TASK TO CARRY OUT:
Go through the data below and copy each line that includes "elements".
-------------------------
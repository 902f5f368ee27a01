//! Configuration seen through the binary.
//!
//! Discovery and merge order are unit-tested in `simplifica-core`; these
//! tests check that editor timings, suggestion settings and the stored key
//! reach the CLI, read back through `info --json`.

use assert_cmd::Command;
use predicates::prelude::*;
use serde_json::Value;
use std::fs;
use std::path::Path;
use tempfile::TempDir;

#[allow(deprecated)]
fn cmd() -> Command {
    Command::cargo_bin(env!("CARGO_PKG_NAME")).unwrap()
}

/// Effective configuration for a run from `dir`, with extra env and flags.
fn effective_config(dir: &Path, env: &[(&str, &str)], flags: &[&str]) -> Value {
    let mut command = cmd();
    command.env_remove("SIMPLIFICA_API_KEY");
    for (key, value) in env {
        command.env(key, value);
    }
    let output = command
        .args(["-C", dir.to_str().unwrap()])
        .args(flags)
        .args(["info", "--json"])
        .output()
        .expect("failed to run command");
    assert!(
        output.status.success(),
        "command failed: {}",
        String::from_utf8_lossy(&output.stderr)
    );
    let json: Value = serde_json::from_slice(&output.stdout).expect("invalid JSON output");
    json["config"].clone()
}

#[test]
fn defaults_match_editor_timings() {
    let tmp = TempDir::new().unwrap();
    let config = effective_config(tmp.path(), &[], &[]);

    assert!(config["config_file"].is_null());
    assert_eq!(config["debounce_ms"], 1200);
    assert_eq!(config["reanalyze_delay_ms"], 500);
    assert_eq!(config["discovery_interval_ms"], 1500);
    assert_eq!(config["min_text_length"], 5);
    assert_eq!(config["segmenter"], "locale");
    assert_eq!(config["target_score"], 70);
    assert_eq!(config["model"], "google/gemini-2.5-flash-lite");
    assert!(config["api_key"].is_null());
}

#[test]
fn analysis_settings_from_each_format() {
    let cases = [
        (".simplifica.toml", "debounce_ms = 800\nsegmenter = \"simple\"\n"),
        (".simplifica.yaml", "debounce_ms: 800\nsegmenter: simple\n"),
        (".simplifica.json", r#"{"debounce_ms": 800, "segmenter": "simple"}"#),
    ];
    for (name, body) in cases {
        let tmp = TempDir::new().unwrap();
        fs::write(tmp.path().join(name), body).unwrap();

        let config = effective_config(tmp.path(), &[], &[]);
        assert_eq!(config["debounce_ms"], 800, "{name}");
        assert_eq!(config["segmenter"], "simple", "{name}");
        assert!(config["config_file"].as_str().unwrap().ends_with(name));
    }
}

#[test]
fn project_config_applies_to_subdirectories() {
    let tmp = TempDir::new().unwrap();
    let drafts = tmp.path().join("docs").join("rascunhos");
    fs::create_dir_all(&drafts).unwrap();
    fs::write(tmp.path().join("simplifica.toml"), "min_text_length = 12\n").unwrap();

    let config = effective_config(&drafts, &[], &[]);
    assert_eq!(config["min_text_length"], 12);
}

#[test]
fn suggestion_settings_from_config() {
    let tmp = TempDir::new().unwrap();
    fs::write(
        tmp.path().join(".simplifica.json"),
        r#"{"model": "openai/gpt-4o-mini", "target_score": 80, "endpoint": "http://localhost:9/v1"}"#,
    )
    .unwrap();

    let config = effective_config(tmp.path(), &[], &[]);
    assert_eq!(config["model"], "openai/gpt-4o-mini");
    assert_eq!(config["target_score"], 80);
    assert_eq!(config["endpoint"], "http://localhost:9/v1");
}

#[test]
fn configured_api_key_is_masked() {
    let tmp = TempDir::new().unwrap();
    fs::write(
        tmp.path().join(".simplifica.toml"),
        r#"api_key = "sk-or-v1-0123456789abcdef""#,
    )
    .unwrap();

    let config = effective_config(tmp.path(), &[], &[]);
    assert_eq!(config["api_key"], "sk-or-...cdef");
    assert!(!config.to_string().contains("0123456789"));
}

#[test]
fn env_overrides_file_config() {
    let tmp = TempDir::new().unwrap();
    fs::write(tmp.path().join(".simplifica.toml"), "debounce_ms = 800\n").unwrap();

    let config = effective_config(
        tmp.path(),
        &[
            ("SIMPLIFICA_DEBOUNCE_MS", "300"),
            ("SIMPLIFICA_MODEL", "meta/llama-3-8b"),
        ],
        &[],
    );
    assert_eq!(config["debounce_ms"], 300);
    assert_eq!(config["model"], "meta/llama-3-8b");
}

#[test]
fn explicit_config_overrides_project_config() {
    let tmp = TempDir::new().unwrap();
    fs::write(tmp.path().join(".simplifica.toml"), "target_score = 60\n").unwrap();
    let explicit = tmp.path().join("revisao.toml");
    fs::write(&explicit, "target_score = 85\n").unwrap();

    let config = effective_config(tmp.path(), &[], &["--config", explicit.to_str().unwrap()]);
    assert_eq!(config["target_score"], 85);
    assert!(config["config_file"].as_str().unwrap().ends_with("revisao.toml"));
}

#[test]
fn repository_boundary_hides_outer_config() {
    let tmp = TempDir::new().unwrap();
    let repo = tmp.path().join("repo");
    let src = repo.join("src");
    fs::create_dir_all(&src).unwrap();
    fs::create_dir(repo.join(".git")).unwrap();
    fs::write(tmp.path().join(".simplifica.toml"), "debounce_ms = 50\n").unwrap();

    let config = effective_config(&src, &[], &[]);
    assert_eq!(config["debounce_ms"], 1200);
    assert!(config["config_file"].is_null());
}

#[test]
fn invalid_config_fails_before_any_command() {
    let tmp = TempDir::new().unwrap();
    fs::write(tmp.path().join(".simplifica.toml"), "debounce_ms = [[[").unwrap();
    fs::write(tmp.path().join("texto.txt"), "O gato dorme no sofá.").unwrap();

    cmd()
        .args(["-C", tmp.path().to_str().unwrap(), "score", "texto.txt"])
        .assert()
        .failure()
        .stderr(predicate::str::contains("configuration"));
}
-------------------------
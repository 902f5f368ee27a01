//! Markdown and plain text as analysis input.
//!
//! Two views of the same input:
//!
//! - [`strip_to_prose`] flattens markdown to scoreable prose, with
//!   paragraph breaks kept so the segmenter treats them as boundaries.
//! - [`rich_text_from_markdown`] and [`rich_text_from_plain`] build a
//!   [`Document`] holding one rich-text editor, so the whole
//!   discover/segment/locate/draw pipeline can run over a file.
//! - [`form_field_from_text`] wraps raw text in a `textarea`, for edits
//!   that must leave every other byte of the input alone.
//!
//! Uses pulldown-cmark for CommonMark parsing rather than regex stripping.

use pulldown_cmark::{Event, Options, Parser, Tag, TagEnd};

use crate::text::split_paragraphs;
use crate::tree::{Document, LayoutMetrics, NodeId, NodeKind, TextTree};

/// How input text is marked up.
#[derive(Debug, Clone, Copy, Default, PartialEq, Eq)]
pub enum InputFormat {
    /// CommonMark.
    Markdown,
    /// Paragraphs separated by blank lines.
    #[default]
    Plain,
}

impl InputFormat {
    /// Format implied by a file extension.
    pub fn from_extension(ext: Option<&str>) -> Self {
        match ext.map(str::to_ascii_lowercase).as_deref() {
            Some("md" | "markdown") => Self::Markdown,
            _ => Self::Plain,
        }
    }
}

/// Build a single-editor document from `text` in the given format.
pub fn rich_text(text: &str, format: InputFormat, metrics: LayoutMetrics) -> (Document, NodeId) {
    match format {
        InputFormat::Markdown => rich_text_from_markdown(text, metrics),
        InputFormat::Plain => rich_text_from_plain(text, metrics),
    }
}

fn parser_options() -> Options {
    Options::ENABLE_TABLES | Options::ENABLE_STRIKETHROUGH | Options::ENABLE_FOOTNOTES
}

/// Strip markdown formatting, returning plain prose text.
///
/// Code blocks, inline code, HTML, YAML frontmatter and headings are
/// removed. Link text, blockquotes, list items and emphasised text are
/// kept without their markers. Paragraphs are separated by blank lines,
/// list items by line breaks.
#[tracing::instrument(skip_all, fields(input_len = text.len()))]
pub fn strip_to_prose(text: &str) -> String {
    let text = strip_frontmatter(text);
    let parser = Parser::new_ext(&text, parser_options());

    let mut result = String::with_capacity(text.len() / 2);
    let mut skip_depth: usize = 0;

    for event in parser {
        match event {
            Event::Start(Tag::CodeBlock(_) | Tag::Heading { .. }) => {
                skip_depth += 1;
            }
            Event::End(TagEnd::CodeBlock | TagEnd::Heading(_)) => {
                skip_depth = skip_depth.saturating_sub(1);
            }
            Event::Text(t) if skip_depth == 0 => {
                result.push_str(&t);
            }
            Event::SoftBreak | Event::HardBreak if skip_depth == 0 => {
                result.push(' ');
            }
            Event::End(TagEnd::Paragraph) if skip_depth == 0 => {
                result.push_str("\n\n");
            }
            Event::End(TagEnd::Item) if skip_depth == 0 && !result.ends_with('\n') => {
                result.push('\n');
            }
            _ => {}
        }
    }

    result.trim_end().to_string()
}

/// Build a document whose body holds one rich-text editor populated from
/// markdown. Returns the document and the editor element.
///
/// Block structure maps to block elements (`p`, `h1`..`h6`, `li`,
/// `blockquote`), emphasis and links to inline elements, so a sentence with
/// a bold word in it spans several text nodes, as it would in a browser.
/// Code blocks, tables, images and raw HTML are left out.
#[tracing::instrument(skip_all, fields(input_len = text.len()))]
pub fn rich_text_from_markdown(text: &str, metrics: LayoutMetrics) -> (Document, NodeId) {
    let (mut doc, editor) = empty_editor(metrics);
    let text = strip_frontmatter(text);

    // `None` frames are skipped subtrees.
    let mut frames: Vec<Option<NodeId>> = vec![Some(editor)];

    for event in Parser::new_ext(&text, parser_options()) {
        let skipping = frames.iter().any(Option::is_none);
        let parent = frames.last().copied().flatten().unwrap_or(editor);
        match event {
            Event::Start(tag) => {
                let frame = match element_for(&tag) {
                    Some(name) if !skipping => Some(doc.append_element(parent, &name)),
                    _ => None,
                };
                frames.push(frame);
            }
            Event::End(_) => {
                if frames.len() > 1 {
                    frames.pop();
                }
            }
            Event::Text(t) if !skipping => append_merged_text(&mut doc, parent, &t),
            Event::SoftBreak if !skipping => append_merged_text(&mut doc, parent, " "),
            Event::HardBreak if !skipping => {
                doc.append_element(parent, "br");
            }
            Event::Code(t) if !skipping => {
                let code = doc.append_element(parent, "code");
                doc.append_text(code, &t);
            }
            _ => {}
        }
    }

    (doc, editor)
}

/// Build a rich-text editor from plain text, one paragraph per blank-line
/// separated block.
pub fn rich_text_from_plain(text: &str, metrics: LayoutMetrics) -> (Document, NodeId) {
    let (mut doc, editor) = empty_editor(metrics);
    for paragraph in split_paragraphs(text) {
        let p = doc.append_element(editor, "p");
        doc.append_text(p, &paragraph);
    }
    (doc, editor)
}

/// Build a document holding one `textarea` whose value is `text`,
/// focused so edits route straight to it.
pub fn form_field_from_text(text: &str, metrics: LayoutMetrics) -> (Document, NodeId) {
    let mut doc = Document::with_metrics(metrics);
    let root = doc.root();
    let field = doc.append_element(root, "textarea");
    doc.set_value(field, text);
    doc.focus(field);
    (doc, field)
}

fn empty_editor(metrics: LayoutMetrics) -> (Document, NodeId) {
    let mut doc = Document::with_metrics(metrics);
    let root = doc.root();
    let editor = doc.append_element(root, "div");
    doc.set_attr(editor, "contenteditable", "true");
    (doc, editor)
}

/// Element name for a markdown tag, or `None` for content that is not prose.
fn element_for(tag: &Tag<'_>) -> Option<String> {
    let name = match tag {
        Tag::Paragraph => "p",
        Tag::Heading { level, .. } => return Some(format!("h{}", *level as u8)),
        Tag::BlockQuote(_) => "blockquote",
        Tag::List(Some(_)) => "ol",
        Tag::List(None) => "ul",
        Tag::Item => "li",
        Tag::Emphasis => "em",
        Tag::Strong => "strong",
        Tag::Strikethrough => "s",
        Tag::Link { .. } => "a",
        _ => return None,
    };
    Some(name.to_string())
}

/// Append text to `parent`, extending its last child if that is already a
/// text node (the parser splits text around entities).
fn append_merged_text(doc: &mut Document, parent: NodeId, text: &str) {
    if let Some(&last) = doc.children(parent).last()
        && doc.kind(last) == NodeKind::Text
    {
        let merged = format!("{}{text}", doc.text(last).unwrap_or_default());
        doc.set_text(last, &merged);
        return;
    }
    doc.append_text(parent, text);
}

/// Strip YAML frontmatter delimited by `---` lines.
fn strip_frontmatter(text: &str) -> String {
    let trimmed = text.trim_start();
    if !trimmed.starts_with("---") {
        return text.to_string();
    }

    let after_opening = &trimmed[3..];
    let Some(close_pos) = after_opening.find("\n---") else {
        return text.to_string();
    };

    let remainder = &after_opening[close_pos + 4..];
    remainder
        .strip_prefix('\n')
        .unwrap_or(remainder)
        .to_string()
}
-------------------------
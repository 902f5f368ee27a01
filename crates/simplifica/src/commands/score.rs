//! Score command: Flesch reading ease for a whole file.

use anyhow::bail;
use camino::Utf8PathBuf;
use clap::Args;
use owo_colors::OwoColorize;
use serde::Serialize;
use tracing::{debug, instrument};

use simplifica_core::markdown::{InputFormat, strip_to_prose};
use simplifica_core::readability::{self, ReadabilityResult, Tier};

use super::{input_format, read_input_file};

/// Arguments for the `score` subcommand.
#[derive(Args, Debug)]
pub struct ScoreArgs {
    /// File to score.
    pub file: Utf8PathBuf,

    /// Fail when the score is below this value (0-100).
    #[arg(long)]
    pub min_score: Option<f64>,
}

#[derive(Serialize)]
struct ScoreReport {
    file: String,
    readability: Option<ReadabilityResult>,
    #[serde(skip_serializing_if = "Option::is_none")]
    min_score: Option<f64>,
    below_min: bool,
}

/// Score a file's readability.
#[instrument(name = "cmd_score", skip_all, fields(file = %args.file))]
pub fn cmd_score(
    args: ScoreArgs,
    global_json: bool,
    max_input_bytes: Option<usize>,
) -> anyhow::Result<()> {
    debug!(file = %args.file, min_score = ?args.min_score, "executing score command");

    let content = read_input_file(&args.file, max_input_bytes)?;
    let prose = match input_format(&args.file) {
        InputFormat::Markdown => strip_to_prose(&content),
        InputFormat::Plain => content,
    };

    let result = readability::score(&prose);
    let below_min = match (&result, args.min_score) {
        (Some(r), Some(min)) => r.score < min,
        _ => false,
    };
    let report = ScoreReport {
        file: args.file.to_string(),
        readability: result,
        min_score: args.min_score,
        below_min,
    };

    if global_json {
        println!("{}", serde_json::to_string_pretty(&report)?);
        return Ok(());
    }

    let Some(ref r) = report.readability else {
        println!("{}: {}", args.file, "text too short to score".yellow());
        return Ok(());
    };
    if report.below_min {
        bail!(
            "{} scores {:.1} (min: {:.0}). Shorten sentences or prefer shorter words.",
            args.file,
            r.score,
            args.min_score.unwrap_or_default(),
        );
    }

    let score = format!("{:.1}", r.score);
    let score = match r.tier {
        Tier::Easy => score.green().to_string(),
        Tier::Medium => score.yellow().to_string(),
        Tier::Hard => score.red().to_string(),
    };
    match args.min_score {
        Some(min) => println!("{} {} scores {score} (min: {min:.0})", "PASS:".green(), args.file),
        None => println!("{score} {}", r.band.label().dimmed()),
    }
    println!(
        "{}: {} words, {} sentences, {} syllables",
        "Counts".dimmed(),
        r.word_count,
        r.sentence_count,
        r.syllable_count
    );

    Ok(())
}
-------------------------
SOLUTION TO THIS PROBLEM:
/// Block structure maps to block elements (`p`, `h1`..`h6`, `li`,
/// `blockquote`), emphasis and links to inline elements, so a sentence with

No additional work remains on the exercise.